RECORD EXTRACTS

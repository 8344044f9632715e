//! Shared client-side state modules.
//!
//! DESIGN
//! ======
//! State is split by concern (`auth`, `provider`, `gate`) so the guard logic
//! stays plain Rust, testable without a reactive runtime. The Leptos
//! components in `crate::components` bridge these types into signals.

pub mod auth;
pub mod gate;
pub mod provider;
//! Root application component with routing and context providers.
//!
//! Every route is wrapped in exactly one gate here; pages never nest gates
//! of their own.

use leptos::prelude::*;
use leptos_meta::{MetaTags, Stylesheet, Title, provide_meta_context};
use leptos_router::{
    StaticSegment,
    components::{Route, Router, Routes},
};

use crate::components::auth_provider::AuthProvider;
use crate::components::route_gate::{RequireAnonymous, RequireAuth};
use crate::config::ConsoleConfig;
use crate::pages::{cache::CachePage, dashboard::DashboardPage, login::LoginPage, sessions::SessionsPage};

/// HTML shell rendered on the server for SSR + hydration.
pub fn shell(options: LeptosOptions) -> impl IntoView {
    view! {
        <!DOCTYPE html>
        <html lang="en">
            <head>
                <meta charset="utf-8"/>
                <meta name="viewport" content="width=device-width, initial-scale=1"/>
                <AutoReload options=options.clone()/>
                <HydrationScripts options/>
                <MetaTags/>
            </head>
            <body>
                <App/>
            </body>
        </html>
    }
}

/// Root application component.
///
/// Provides the console configuration and the auth context, then sets up
/// client-side routing.
#[component]
pub fn App() -> impl IntoView {
    provide_meta_context();
    provide_context(ConsoleConfig::from_build_env());

    view! {
        <Stylesheet id="leptos" href="/pkg/admin-console.css"/>
        <Title text="Admin Console"/>

        <AuthProvider>
            <Router>
                <Routes fallback=|| "Page not found.".into_view()>
                    <Route
                        path=StaticSegment("login")
                        view=|| view! { <RequireAnonymous><LoginPage/></RequireAnonymous> }
                    />
                    <Route
                        path=StaticSegment("")
                        view=|| view! { <RequireAuth><DashboardPage/></RequireAuth> }
                    />
                    <Route
                        path=StaticSegment("sessions")
                        view=|| view! { <RequireAuth><SessionsPage/></RequireAuth> }
                    />
                    <Route
                        path=StaticSegment("cache")
                        view=|| view! { <RequireAuth><CachePage/></RequireAuth> }
                    />
                </Routes>
            </Router>
        </AuthProvider>
    }
}
//! Console configuration.
//!
//! SYSTEM CONTEXT
//! ==============
//! The console is shipped as a static WASM bundle, so configuration is fixed
//! at build time. Defaults can be overridden with `ADMIN_CONSOLE_*`
//! environment variables when the bundle is compiled.

#[cfg(test)]
#[path = "config_test.rs"]
mod config_test;

use std::time::Duration;

const DEFAULT_API_BASE: &str = "/api/admin";
const DEFAULT_ANONYMOUS_LANDING: &str = "/login";
const DEFAULT_AUTHENTICATED_LANDING: &str = "/";
const DEFAULT_CREDENTIAL_KEY: &str = "admin_console_token";

/// Paths, storage keys and timeouts shared by the whole console.
#[derive(Clone, Debug, PartialEq, Eq)]
pub struct ConsoleConfig {
    /// Prefix for every backend admin endpoint.
    pub api_base: String,
    /// Where `RequireAuth` sends visitors without an identity.
    pub anonymous_landing: String,
    /// Where `RequireAnonymous` sends visitors who are already signed in.
    pub authenticated_landing: String,
    /// `localStorage` key holding the bearer credential.
    pub credential_key: String,
    /// Upper bound on the startup credential check. `None` waits forever.
    pub resolve_timeout: Option<Duration>,
}

impl Default for ConsoleConfig {
    fn default() -> Self {
        Self {
            api_base: DEFAULT_API_BASE.to_owned(),
            anonymous_landing: DEFAULT_ANONYMOUS_LANDING.to_owned(),
            authenticated_landing: DEFAULT_AUTHENTICATED_LANDING.to_owned(),
            credential_key: DEFAULT_CREDENTIAL_KEY.to_owned(),
            resolve_timeout: None,
        }
    }
}

impl ConsoleConfig {
    /// Defaults with build-time overrides applied.
    #[must_use]
    pub fn from_build_env() -> Self {
        Self::from_overrides(
            option_env!("ADMIN_CONSOLE_API_BASE"),
            option_env!("ADMIN_CONSOLE_RESOLVE_TIMEOUT_MS"),
        )
    }

    fn from_overrides(api_base: Option<&str>, resolve_timeout_ms: Option<&str>) -> Self {
        let mut config = Self::default();
        if let Some(base) = api_base.map(str::trim).filter(|b| !b.is_empty()) {
            config.api_base = base.trim_end_matches('/').to_owned();
        }
        config.resolve_timeout = resolve_timeout_ms
            .and_then(|ms| ms.trim().parse::<u64>().ok())
            .filter(|ms| *ms > 0)
            .map(Duration::from_millis);
        config
    }

    /// Join an endpoint path onto the API base.
    #[must_use]
    pub fn endpoint(&self, path: &str) -> String {
        format!("{}/{}", self.api_base, path.trim_start_matches('/'))
    }
}
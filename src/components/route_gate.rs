//! Route gate components.
//!
//! `RouteGate` mounts a `GateController` for the lifetime of the component
//! and mirrors its render slot into a signal. `RequireAuth` and
//! `RequireAnonymous` only pick the policy.

use std::rc::Rc;

use leptos::prelude::*;
use leptos_router::NavigateOptions;
use leptos_router::hooks::use_navigate;

use super::auth_provider::use_auth;
use crate::config::ConsoleConfig;
use crate::state::gate::{GateController, GatePolicy, Navigator, RenderSlot};

/// `Navigator` over the router's navigate function.
///
/// The router call runs in a spawned local task so it never happens while a
/// view is being built. History is replaced, not pushed, so the back button
/// does not land on a page that immediately redirects again.
pub struct RouterNavigator<F> {
    navigate: F,
}

impl<F> RouterNavigator<F> {
    pub fn new(navigate: F) -> Self {
        Self { navigate }
    }
}

impl<F> Navigator for RouterNavigator<F>
where
    F: Fn(&str, NavigateOptions) + Clone + 'static,
{
    fn navigate_to(&self, path: &str) {
        let navigate = self.navigate.clone();
        let path = path.to_owned();
        leptos::task::spawn_local(async move {
            navigate(
                &path,
                NavigateOptions {
                    replace: true,
                    ..NavigateOptions::default()
                },
            );
        });
    }
}

/// Renders `children` only while `policy` admits the current identity.
#[component]
pub fn RouteGate(
    policy: GatePolicy,
    /// Shown while auth is initializing. Defaults to a neutral loading line.
    #[prop(optional, into)]
    placeholder: Option<ViewFn>,
    children: ChildrenFn,
) -> impl IntoView {
    let auth = use_auth();
    let navigator: Rc<dyn Navigator> = Rc::new(RouterNavigator::new(use_navigate()));

    let slot = RwSignal::new(RenderSlot::Placeholder);
    let controller = GateController::mount(policy, &auth.reader(), navigator, move |next| slot.set(next));
    slot.set(controller.slot());
    // Disposed with this component's owner, which detaches the gate.
    let _controller = StoredValue::new_local(controller);

    move || match slot.get() {
        RenderSlot::Placeholder => placeholder.as_ref().map_or_else(loading_placeholder, ViewFn::run),
        RenderSlot::Children => children().into_any(),
        RenderSlot::Nothing => ().into_any(),
    }
}

/// Gate for pages that need a signed-in admin.
#[component]
pub fn RequireAuth(#[prop(optional, into)] placeholder: Option<ViewFn>, children: ChildrenFn) -> impl IntoView {
    let config = expect_context::<ConsoleConfig>();
    RouteGate(RouteGateProps {
        policy: GatePolicy::require_auth(&config),
        placeholder,
        children,
    })
}

/// Gate for pages only anonymous visitors should see (login).
#[component]
pub fn RequireAnonymous(#[prop(optional, into)] placeholder: Option<ViewFn>, children: ChildrenFn) -> impl IntoView {
    let config = expect_context::<ConsoleConfig>();
    RouteGate(RouteGateProps {
        policy: GatePolicy::require_anonymous(&config),
        placeholder,
        children,
    })
}

fn loading_placeholder() -> AnyView {
    view! { <div class="route-gate__loading" aria-busy="true">"Loading..."</div> }.into_any()
}
use std::cell::RefCell;
use std::rc::Rc;

use futures::channel::oneshot;

use super::*;
use crate::state::auth::AuthPhase;

fn admin() -> AdminIdentity {
    AdminIdentity {
        id: "a1".to_owned(),
        username: "ops".to_owned(),
        email: None,
        role: None,
    }
}

#[test]
fn new_provider_is_initializing() {
    let provider = AuthStateProvider::new();
    assert_eq!(provider.state().phase(), AuthPhase::Initializing);
    assert_eq!(provider.resolution(), Resolution::NotStarted);
}

#[tokio::test]
async fn resolve_publishes_identity() {
    let provider = AuthStateProvider::new();
    assert!(provider.resolve(|| async { Ok(Some(admin())) }).await);
    assert_eq!(provider.state(), AuthState::resolved(Some(admin())));
    assert_eq!(provider.resolution(), Resolution::Settled);
}

#[tokio::test]
async fn failure_resolves_to_absent() {
    let provider = AuthStateProvider::new();
    provider
        .resolve(|| async { Err(ResolutionFailure::Transport("offline".to_owned())) })
        .await;
    assert_eq!(provider.state(), AuthState::resolved(None));
}

#[tokio::test]
async fn resolve_runs_at_most_once() {
    let provider = AuthStateProvider::new();
    let calls = Rc::new(RefCell::new(0));

    for _ in 0..3 {
        let calls = Rc::clone(&calls);
        provider
            .resolve(move || async move {
                *calls.borrow_mut() += 1;
                Ok(None)
            })
            .await;
    }
    assert_eq!(*calls.borrow(), 1);
}

#[tokio::test]
async fn concurrent_resolve_only_checks_once() {
    let provider = AuthStateProvider::new();
    let (tx, rx) = oneshot::channel::<()>();
    let calls = Rc::new(RefCell::new(0));

    let c1 = Rc::clone(&calls);
    let first = provider.resolve(move || async move {
        *c1.borrow_mut() += 1;
        let _ = rx.await;
        Ok(Some(admin()))
    });
    let c2 = Rc::clone(&calls);
    let second = async {
        let ran = provider
            .resolve(move || async move {
                *c2.borrow_mut() += 1;
                Ok(None)
            })
            .await;
        let _ = tx.send(());
        ran
    };

    let (first_ran, second_ran) = futures::join!(first, second);
    assert!(first_ran);
    assert!(!second_ran);
    assert_eq!(*calls.borrow(), 1);
    assert_eq!(provider.state(), AuthState::resolved(Some(admin())));
}

#[tokio::test]
async fn explicit_login_during_pending_check_wins() {
    let provider = AuthStateProvider::new();
    let (tx, rx) = oneshot::channel::<()>();

    let check = provider.resolve(move || async move {
        let _ = rx.await;
        Ok(None)
    });
    let login = async {
        provider.set_identity(Some(admin()));
        let _ = tx.send(());
    };
    futures::join!(check, login);

    assert_eq!(provider.state(), AuthState::resolved(Some(admin())));
}

#[test]
fn set_identity_none_stays_resolved() {
    let provider = AuthStateProvider::new();
    provider.set_identity(Some(admin()));
    provider.set_identity(None);
    assert_eq!(provider.state().phase(), AuthPhase::Resolved);
    assert!(provider.state().identity().is_none());
}

#[tokio::test]
async fn subscribers_see_resolution() {
    let provider = AuthStateProvider::new();
    let seen = Rc::new(RefCell::new(Vec::new()));
    let log = Rc::clone(&seen);
    let _sub = provider.reader().subscribe(move |s| log.borrow_mut().push(s.clone()));

    provider.resolve(|| async { Ok(Some(admin())) }).await;
    assert_eq!(*seen.borrow(), [AuthState::resolved(Some(admin()))]);
}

THE TASK
For the material above, reproduce exactly the lines from the line with "move || match" to the line with "should see (login).", inclusive, and exclude all others.

THE COMPLETED TASK
    move || match slot.get() {
        RenderSlot::Placeholder => placeholder.as_ref().map_or_else(loading_placeholder, ViewFn::run),
        RenderSlot::Children => children().into_any(),
        RenderSlot::Nothing => ().into_any(),
    }
}

/// Gate for pages that need a signed-in admin.
#[component]
pub fn RequireAuth(#[prop(optional, into)] placeholder: Option<ViewFn>, children: ChildrenFn) -> impl IntoView {
    let config = expect_context::<ConsoleConfig>();
    RouteGate(RouteGateProps {
        policy: GatePolicy::require_auth(&config),
        placeholder,
        children,
    })
}

/// Gate for pages only anonymous visitors should see (login).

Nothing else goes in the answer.